** Problem description **
State how many lines in the listing include the word "match", and give no other text.

*** Block opens ***

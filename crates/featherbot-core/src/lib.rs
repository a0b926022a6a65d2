//! featherbot-core: the runtime behind a persistent, multi-channel
//! conversational agent.
//!
//! - [`config`] — typed configuration loading from JSON
//! - [`provider`] — LLM provider trait and OpenAI-compatible implementation
//! - [`bus`] — async message bus decoupling channel adapters from the agent
//! - [`tools`] — tool trait, registry, and built-in tools
//! - [`agent`] — the multi-turn agent loop and per-session conversation history
//! - [`subagent`] — restricted, timed-out child agent turns
//! - [`memory`] — idle-triggered conversation summarization
//! - [`cron`] — scheduled task management
//! - [`gateway`] — composition root wiring the bus, channels, cron, sub-agents, and memory
//!
//! # Quick Start
//!
//! ```no_run
//! use featherbot_core::config::Config;
//! use featherbot_core::provider::openai::OpenAiProvider;
//! use featherbot_core::agent::{AgentLoop, AgentConfig};
//! use featherbot_core::tools::ToolRegistry;
//!
//! # async fn run() -> anyhow::Result<()> {
//! let config = Config::load()?;
//!
//! let (name, entry) = config.providers.find_active().expect("no provider configured");
//! let provider = OpenAiProvider::new(
//!     name,
//!     &entry.api_key,
//!     entry.api_base.as_deref(),
//!     &config.agents.defaults.model,
//!     reqwest::Client::new(),
//! );
//!
//! let tools = ToolRegistry::new();
//! let agent_config = AgentConfig {
//!     model: Some(config.agents.defaults.model.clone()),
//!     max_tokens: config.agents.defaults.max_tokens,
//!     temperature: config.agents.defaults.temperature,
//!     max_tool_iterations: config.agents.defaults.max_tool_iterations,
//!     ..Default::default()
//! };
//!
//! let mut agent = AgentLoop::new(Box::new(provider), tools, agent_config);
//! # let _ = agent;
//! # Ok(())
//! # }
//! ```

pub mod agent;
pub mod bus;
pub mod config;
pub mod cron;
pub mod gateway;
pub mod history;
pub mod memory;
pub mod provider;
pub mod subagent;
pub mod tools;
/// Optional overrides for [`AgentLoop::process_direct`].
#[derive(Default)]
pub struct ProcessOptions {
    pub system_prompt: Option<String>,
    pub session_key: Option<SessionKey>,
    pub cancel: Option<CancellationToken>,
    /// Skip persisting this turn's user/assistant pair into history.
    /// Used by memory extraction turns so the extraction prompt itself
    /// never pollutes the conversation it is summarizing.
    pub skip_history: bool,
}

/// Callback invoked once a turn resolves, with the same shape returned
/// to the caller. Any failure it returns is caught and discarded — it
/// must never interrupt the turn it's reporting on.
pub type StepFinishCallback = Arc<dyn Fn(&TurnResult) -> anyhow::Result<()> + Send + Sync>;

/// Drives turns for every session this process handles. Owns one
/// [`ConversationHistory`] per session key.
pub struct AgentLoop {
    provider: Box<dyn LlmProvider>,
    tools: ToolRegistry,
    config: AgentConfig,
    histories: HashMap<SessionKey, ConversationHistory>,
    on_step_finish: Option<StepFinishCallback>,
}

impl AgentLoop {
    pub fn new(provider: Box<dyn LlmProvider>, tools: ToolRegistry, config: AgentConfig) -> Self {
        Self {
            provider,
            tools,
            config,
            histories: HashMap::new(),
            on_step_finish: None,
        }
    }

    pub fn with_step_finish(mut self, callback: StepFinishCallback) -> Self {
        self.on_step_finish = Some(callback);
        self
    }

    pub fn tools(&self) -> &ToolRegistry {
        &self.tools
    }

    /// Mutable access to the tool registry, for callers that need to
    /// register additional tools after construction (e.g. the sub-agent
    /// spawn tools, which need a handle to the already-constructed
    /// `AgentLoop` they'll post follow-up turns through).
    pub fn tools_mut(&mut self) -> &mut ToolRegistry {
        &mut self.tools
    }

    /// Process an inbound bus event: derive the session key from the
    /// event and run the turn with the default system prompt.
    pub async fn process_message(&mut self, inbound: &InboundMessage) -> TurnResult {
        let session_key = inbound.session_key();
        self.run_turn(&inbound.content, session_key, None, None, false).await
    }

    /// Run a turn outside the bus path — used by the CLI, sub-agents, and
    /// the memory extractor.
    pub async fn process_direct(&mut self, text: &str, options: ProcessOptions) -> TurnResult {
        let session_key = options.session_key.unwrap_or_else(SessionKey::direct_default);
        self.run_turn(text, session_key, options.system_prompt, options.cancel, options.skip_history)
            .await
    }

    async fn run_turn(
        &mut self,
        text: &str,
        session_key: SessionKey,
        system_prompt: Option<String>,
        cancel: Option<CancellationToken>,
        skip_history: bool,
    ) -> TurnResult {
        let system_prompt = system_prompt.unwrap_or_else(|| self.config.system_prompt.clone());

        if cancel.as_ref().is_some_and(CancellationToken::is_cancelled) {
            return Self::cancelled_result();
        }

        let history = self
            .histories
            .entry(session_key.clone())
            .or_insert_with(|| ConversationHistory::new(self.config.max_history_messages));

        let mut messages = vec![ChatMessage::system(&system_prompt)];
        messages.extend(history.get_messages().iter().map(to_chat_message));
        messages.push(ChatMessage::user(text));

        let tool_defs = self.tools.list_definitions();

        let mut step_count = 0u32;
        let mut accumulated_tool_calls: Vec<ToolCallRecord> = Vec::new();
        let mut accumulated_tool_results: Vec<ToolResultRecord> = Vec::new();

        let result = loop {
            step_count += 1;
            if step_count > self.config.max_tool_iterations {
                warn!(session = %session_key, steps = step_count, "max tool iterations exceeded");
                break TurnResult {
                    text: "I've reached the maximum number of tool iterations. Here's what I've done so far.".into(),
                    usage: Usage::default(),
                    step_count,
                    finish_reason: "max_iterations".into(),
                    tool_calls: accumulated_tool_calls.clone(),
                    tool_results: accumulated_tool_results.clone(),
                };
            }

            debug!(session = %session_key, step = step_count, "invoking provider");

            let response = match &cancel {
                Some(token) => {
                    tokio::select! {
                        _ = token.cancelled() => {
                            return Self::cancelled_result();
                        }
                        res = self.provider.chat(
                            &messages,
                            &tool_defs,
                            self.config.model.as_deref(),
                            self.config.max_tokens,
                            self.config.temperature,
                        ) => res,
                    }
                }
                None => {
                    self.provider
                        .chat(
                            &messages,
                            &tool_defs,
                            self.config.model.as_deref(),
                            self.config.max_tokens,
                            self.config.temperature,
                        )
                        .await
                }
            };

            let response = match response {
                Ok(r) => r,
                Err(e) => {
                    warn!(session = %session_key, error = %e, "provider call failed");
                    break TurnResult {
                        text: format!("[LLM Error] {}", e),
                        usage: Usage::default(),
                        step_count,
                        finish_reason: "error".into(),
                        tool_calls: Vec::new(),
                        tool_results: Vec::new(),
                    };
                }
            };

            if response.tool_calls.is_empty() {
                let reply = response.content.unwrap_or_default();
                info!(session = %session_key, steps = step_count, "turn complete");
                break TurnResult {
                    text: reply,
                    usage: response.usage,
                    step_count,
                    finish_reason: response.finish_reason,
                    tool_calls: accumulated_tool_calls.clone(),
                    tool_results: accumulated_tool_results.clone(),
                };
            }

            let tool_call_messages: Vec<ToolCallMessage> = response
                .tool_calls
                .iter()
                .map(|tc| ToolCallMessage {
                    id: tc.id.clone(),
                    call_type: "function".into(),
                    function: FunctionCall {
                        name: tc.name.clone(),
                        arguments: serde_json::to_string(&tc.arguments).unwrap_or_default(),
                    },
                })
                .collect();

            messages.push(ChatMessage::assistant_with_tool_calls(
                response.content.as_deref(),
                tool_call_messages,
            ));

            for tc in &response.tool_calls {
                accumulated_tool_calls.push(ToolCallRecord {
                    id: tc.id.clone(),
                    name: tc.name.clone(),
                    arguments: tc.arguments.clone(),
                });

                let args: HashMap<String, serde_json::Value> = tc.arguments.clone().into_iter().collect();
                let result = self.tools.execute(&tc.name, args).await;

                accumulated_tool_results.push(ToolResultRecord {
                    id: tc.id.clone(),
                    name: tc.name.clone(),
                    result: result.clone(),
                });

                messages.push(ChatMessage::tool_result(&tc.id, &tc.name, &result));
            }
        };

        if !skip_history {
            let history = self
                .histories
                .entry(session_key.clone())
                .or_insert_with(|| ConversationHistory::new(self.config.max_history_messages));
            history.add(ConversationMessage::user(text));
            if !result.text.is_empty() {
                history.add(ConversationMessage::assistant(result.text.clone()));
            }
        }

        if let Some(callback) = &self.on_step_finish {
            if let Err(e) = callback(&result) {
                warn!(error = %e, "onStepFinish callback failed; discarding");
            }
        }

        result
    }

    fn cancelled_result() -> TurnResult {
        TurnResult {
            text: String::new(),
            usage: Usage::default(),
            step_count: 0,
            finish_reason: "cancelled".into(),
            tool_calls: Vec::new(),
            tool_results: Vec::new(),
        }
    }

    /// Clear a session's stored history. Used by the `/clear` command.
    pub fn clear_session(&mut self, session_key: &SessionKey) {
        if let Some(history) = self.histories.get_mut(session_key) {
            history.clear();
        }
    }
}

*** Block closes ***

** Task result **
2